What do you think are good voices? Can’t you even list that?’ The conversation took a somewhat compelling turn, from which the Book Listener with some difficulty escape managed to find: your ears are not mine. So I’m not going to make lists, it’s just going to be a mess.
I found the proof of this right away a few days after this conversation when I saw the early reactions to an audiobook that appeared in December 2021 and that had escaped my attention for a while: The evenings, read by Gerard Reve himself. According to some listeners he shouldn’t have done that: ‘It’s not pleasant to hear the author/reader swallow and smack his saliva several times in one sentence.’ Followed by: “Too bad Reve reads it himself.” Also the subtitle ‘Volksedition’ that publisher Rubinstein attached to the edition Gerard Reve reads The evenings will not be appreciated by everyone. Who still identifies themselves as ‘people’ today?
We linger in time for a while, with an Oulipian. Hervé le Tellier, the French writer who won the Prix Goncourt in 2020 with anomaly, is in fact a member of the French literary society Oulipo, which stands for Ouvroir de littérature potentelle (Workshop for potential literature). A workshop populated by writers and mathematicians, founded in 1960 by, among others, Raymond Queneau and François Le Lionnais, the most famous representatives being George Perec and Italo Calvino. Still exists, with a lively website full of activities and publications.
The Oulipians produce literary work that must meet certain conditions or restrictions. This can lead to harmless language games in which words in a text are replaced by definitions from the book in which the individual words of a language (indicating certain grammatical characteristics) and the fixed connections in which they are used, with their meanings (in alphabetical order). have been admitted, but also to sisyphoid labor such as Perec did when he la disparation wrote, a novel that does not contain the letter e. Le Tellier was originally a mathematician, later became a journalist, so he has been a writer and Oulipian since the early 1990s. In anomaly he certainly plays a game with the reader, but confuses them more with interventions in time than with his language. Ruben de Goede reads aloud quickly, has a nice diction and he pronounces all vowels and consonants, Onoulipian.
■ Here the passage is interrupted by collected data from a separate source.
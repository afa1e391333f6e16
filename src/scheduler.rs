// src/scheduler.rs
//! Periodic check loops. Each loop awaits its own cycle to completion, so a
//! slow provider call delays the next tick instead of overlapping it; the
//! coordinator's lock serializes against manual checks.

use std::sync::Arc;

use tokio::task::JoinHandle;

use crate::coordinator::Coordinator;

pub fn spawn_news_loop(coordinator: Arc<Coordinator>) -> JoinHandle<()> {
    let period = std::time::Duration::from_secs(coordinator.config().news_interval_secs);
    tokio::spawn(async move {
        let mut ticker = tokio::time::interval(period);
        ticker.set_missed_tick_behavior(tokio::time::MissedTickBehavior::Skip);
        loop {
            ticker.tick().await;
            let report = coordinator.run_news_cycle(false).await;
            tracing::info!(
                target: "scheduler",
                kept = report.kept_items,
                delivered = report.delivered,
                queued = report.queued,
                flushed = report.flushed,
                "news cycle"
            );
        }
    })
}

pub fn spawn_stock_loop(coordinator: Arc<Coordinator>) -> JoinHandle<()> {
    let period = std::time::Duration::from_secs(coordinator.config().stock_interval_secs);
    tokio::spawn(async move {
        let mut ticker = tokio::time::interval(period);
        ticker.set_missed_tick_behavior(tokio::time::MissedTickBehavior::Skip);
        loop {
            ticker.tick().await;
            let report = coordinator.run_stock_cycle(false).await;
            tracing::info!(
                target: "scheduler",
                buckets = report.buckets_fired,
                delivered = report.delivered,
                queued = report.queued,
                flushed = report.flushed,
                "stock cycle"
            );
        }
    })
}
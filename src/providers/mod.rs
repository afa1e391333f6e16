// src/providers/mod.rs
pub mod naver;
pub mod yahoo;

use anyhow::Result;

use crate::dedup::NewsItem;

/// News search seam. A provider failure is never fatal; the coordinator
/// treats it as an empty result for that keyword this cycle.
#[async_trait::async_trait]
pub trait NewsProvider: Send + Sync {
    async fn search(&self, keyword: &str) -> Result<Vec<NewsItem>>;
    fn name(&self) -> &'static str;
}

/// Price quote seam. Failure means "skip this cycle's observation".
#[async_trait::async_trait]
pub trait PriceProvider: Send + Sync {
    async fn quote(&self, instrument: &str) -> Result<f64>;
    fn name(&self) -> &'static str;
}

/// Normalize a provider title: decode HTML entities, strip tags, collapse
/// whitespace, drop trailing sentence punctuation.
pub fn normalize_title(s: &str) -> String {
    let mut out = html_escape::decode_html_entities(s).to_string();

    static RE_TAGS: once_cell::sync::OnceCell<regex::Regex> = once_cell::sync::OnceCell::new();
    let re_tags = RE_TAGS.get_or_init(|| regex::Regex::new(r"(?is)</?[^>]+>").unwrap());
    out = re_tags.replace_all(&out, "").to_string();

    static RE_WS: once_cell::sync::OnceCell<regex::Regex> = once_cell::sync::OnceCell::new();
    let re_ws = RE_WS.get_or_init(|| regex::Regex::new(r"\s+").unwrap());
    out = re_ws.replace_all(&out, " ").trim().to_string();

    while let Some(last) = out.chars().last() {
        if matches!(last, '!' | '?' | '.' | ',') {
            out.pop();
        } else {
            break;
        }
    }
    out
}

#[cfg(test)]
mod tests {
    use super::*;

    #[test]
    fn normalize_title_strips_tags_and_entities() {
        let s = "  <b>Fed</b> raises&nbsp;&nbsp; rates!!!  ";
        assert_eq!(normalize_title(s), "Fed raises rates");
    }

    #[test]
    fn normalize_title_keeps_plain_text() {
        assert_eq!(normalize_title("Nasdaq up 2%"), "Nasdaq up 2%");
    }
}
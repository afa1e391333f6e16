//! Notification Engine — Binary Entrypoint
//! Wires providers, transport, store and the coordinator, spawns the check
//! loops, and serves the local status/metrics API.

use std::sync::Arc;

use anyhow::{Context, Result};
use tracing_subscriber::{fmt, prelude::*, EnvFilter};

use telenews_notifier::api::{self, AppState};
use telenews_notifier::config::AppConfig;
use telenews_notifier::coordinator::Coordinator;
use telenews_notifier::metrics::Metrics;
use telenews_notifier::notify::telegram::TelegramNotifier;
use telenews_notifier::providers::{naver::NaverNewsProvider, yahoo::YahooPriceProvider};
use telenews_notifier::scheduler;
use telenews_notifier::store::JsonFileStore;

fn init_tracing() {
    let filter =
        EnvFilter::try_from_default_env().unwrap_or_else(|_| EnvFilter::new("info,hyper=warn"));
    tracing_subscriber::registry()
        .with(filter)
        .with(fmt::layer().compact())
        .init();
}

#[tokio::main]
async fn main() -> Result<()> {
    // Load .env in local/dev; no-op when absent.
    let _ = dotenvy::dotenv();
    init_tracing();

    let metrics = Metrics::init();
    let cfg = AppConfig::load_default().context("loading configuration")?;
    tracing::info!(
        keywords = cfg.keywords.len(),
        instrument = %cfg.instrument,
        quiet = ?cfg.quiet,
        "configuration loaded"
    );

    let notifier = TelegramNotifier::from_env()
        .context("TELEGRAM_BOT_TOKEN / TELEGRAM_CHAT_ID not configured")?;
    let naver_id = std::env::var("NAVER_CLIENT_ID").context("NAVER_CLIENT_ID not set")?;
    let naver_secret =
        std::env::var("NAVER_CLIENT_SECRET").context("NAVER_CLIENT_SECRET not set")?;

    let store = Arc::new(JsonFileStore::new(cfg.state_dir.clone()));
    let port = cfg.port;

    let coordinator = Arc::new(Coordinator::new(
        cfg,
        Arc::new(NaverNewsProvider::new(naver_id, naver_secret)),
        Arc::new(YahooPriceProvider::new()),
        Arc::new(notifier),
        store,
    ));
    coordinator.restore().await;

    scheduler::spawn_news_loop(coordinator.clone());
    scheduler::spawn_stock_loop(coordinator.clone());

    let router = api::create_router(AppState {
        coordinator: coordinator.clone(),
    })
    .merge(metrics.router());

    let addr = std::net::SocketAddr::from(([0, 0, 0, 0], port));
    tracing::info!(%addr, "serving status API");
    let listener = tokio::net::TcpListener::bind(addr)
        .await
        .with_context(|| format!("binding {addr}"))?;
    axum::serve(listener, router).await.context("serving api")?;
    Ok(())
}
A small step back in time. January 4, 2019, the prepandemium. Historian Jilt Jorritsma writes in this newspaper under the title ‘It is time to accept our chaotic reality, reality simply does not have an ordered plot’, a reflection on the human desire for a larger story and the value of that desire. To stories to live in, to be. To the overarching story, the visionary, the ideological. After all, we had been orphaned for so long, do we really need a new story?
A visionary consideration, we can now conclude, because the virus was yet to come, with a doubled desire for a new world, a new reality, and above all a new story. We didn’t get any of that, of course, but what we did get was a new novel. Jorritsma was still writing it at the time. Used to be appeared last summer and brought the reviewer of NRC to disgust and enchantment. With this, Jorritsma’s literary goal, to leave the reader confused about what he has actually read, seems to have been achieved. In Used to be he also plays with the concept of time and the past can become the present: was is. A bigger story? In any case, a story that must be listened to. Christiaan Koetsier, actor, puppeteer, singer, reads. You can choose what you hear, in any case it is a nice list.